I am scared. I am nervous as hell. I'm feeling everything, for the first time in forever.

And I can't wait to feel brave.

--

I don't think I could do anything without the support of my family. They push me. They believe in me.

These last two and a half years at home have been so hard. I hadn't lived at home FT since I was 18, and then I came back at 26 for three months that turned into two plus years. I have fought and yelled and resisted. I have felt anger and rage. 

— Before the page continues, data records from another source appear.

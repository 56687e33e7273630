//! The prelude exports the structs which are useful in representing
//! a loaded program.  Providing this prelude is the main purpose of
//! the base crate.
pub use super::image::{DebugInfo, ImageError, MemoryImage, MemorySlot, Usage, Word};
pub use super::instruction::subneg4::{Subneg4Instruction, Subneg4Opcode, WordWidth};
pub use super::instruction::subrisc::{
    JumpCondition, JumpHalfword, JumpTarget, ShiftAmount, SubRiscInstruction,
};
pub use super::instruction::DecodeFailure;
pub use super::subword::{
    join_halves, left_half, reinterpret_as_signed, reinterpret_as_unsigned, right_half,
    sign_extend, split_halves,
};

But now that this time is coming to an end, I can only feel gratitude. My parents took care of me. My brother runs to the store for me. My sister is my best friend in all of this. My brother-in-law shows up with Sadie when he knows I need to see her.

And Sadie saved my life, more times than I will ever tell her. During the deepest sickness and depression I have ever known or hope to know, she was the reason I kept myself alive.


--

Thank you all. See you in California, where I plan to stand in the light, all day long.